Collected data:

☆ ☆ ☆

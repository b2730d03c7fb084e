//! Cumulative win/loss counters.

use serde::{Deserialize, Serialize};

use croupier_types::Outcome;

#[derive(Debug, Clone, Default, PartialEq, Eq, Serialize, Deserialize)]
pub struct Tally {
    pub total: u32,
    pub wins: u32,
    pub losses: u32,
    /// `wins_by_offset[k]` counts wins confirmed `k` numbers after the target.
    pub wins_by_offset: Vec<u32>,
}

impl Tally {
    pub fn record(&mut self, outcome: Outcome) {
        self.total += 1;
        match outcome {
            Outcome::Won(offset) => {
                self.wins += 1;
                let idx = usize::from(offset);
                if self.wins_by_offset.len() <= idx {
                    self.wins_by_offset.resize(idx + 1, 0);
                }
                self.wins_by_offset[idx] += 1;
            }
            Outcome::Lost => self.losses += 1,
        }
    }

    #[must_use]
    pub fn wins_at(&self, offset: u8) -> u32 {
        self.wins_by_offset
            .get(usize::from(offset))
            .copied()
            .unwrap_or(0)
    }

    /// Win percentage, `None` before the first resolution.
    #[must_use]
    pub fn win_rate(&self) -> Option<f64> {
        (self.total > 0).then(|| f64::from(self.wins) * 100.0 / f64::from(self.total))
    }

    pub fn reset(&mut self) {
        *self = Self::default();
    }
}

#[cfg(test)]
mod tests {
    use super::*;

    #[test]
    fn records_wins_by_offset() {
        let mut tally = Tally::default();
        tally.record(Outcome::Won(0));
        tally.record(Outcome::Won(2));
        tally.record(Outcome::Won(2));
        tally.record(Outcome::Lost);
        assert_eq!(tally.total, 4);
        assert_eq!(tally.wins, 3);
        assert_eq!(tally.losses, 1);
        assert_eq!(tally.wins_at(0), 1);
        assert_eq!(tally.wins_at(1), 0);
        assert_eq!(tally.wins_at(2), 2);
        assert_eq!(tally.wins_at(9), 0);
        assert_eq!(tally.win_rate(), Some(75.0));
    }

    #[test]
    fn empty_tally_has_no_rate() {
        let mut tally = Tally::default();
        assert_eq!(tally.win_rate(), None);
        tally.record(Outcome::Lost);
        tally.reset();
        assert_eq!(tally, Tally::default());
    }
}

☆ ☆ ☆

→ **Work item**
Look back at the data above. Transcribe exactly the lines starting at the line that contains "self.wins_by_offset.resize(idx + 1, 0);" and ending at the line that contains "pub fn reset(&mut".

→ **Your response**
                    self.wins_by_offset.resize(idx + 1, 0);
                }
                self.wins_by_offset[idx] += 1;
            }
            Outcome::Lost => self.losses += 1,
        }
    }

    #[must_use]
    pub fn wins_at(&self, offset: u8) -> u32 {
        self.wins_by_offset
            .get(usize::from(offset))
            .copied()
            .unwrap_or(0)
    }

    /// Win percentage, `None` before the first resolution.
    #[must_use]
    pub fn win_rate(&self) -> Option<f64> {
        (self.total > 0).then(|| f64::from(self.wins) * 100.0 / f64::from(self.total))
    }

    pub fn reset(&mut self) {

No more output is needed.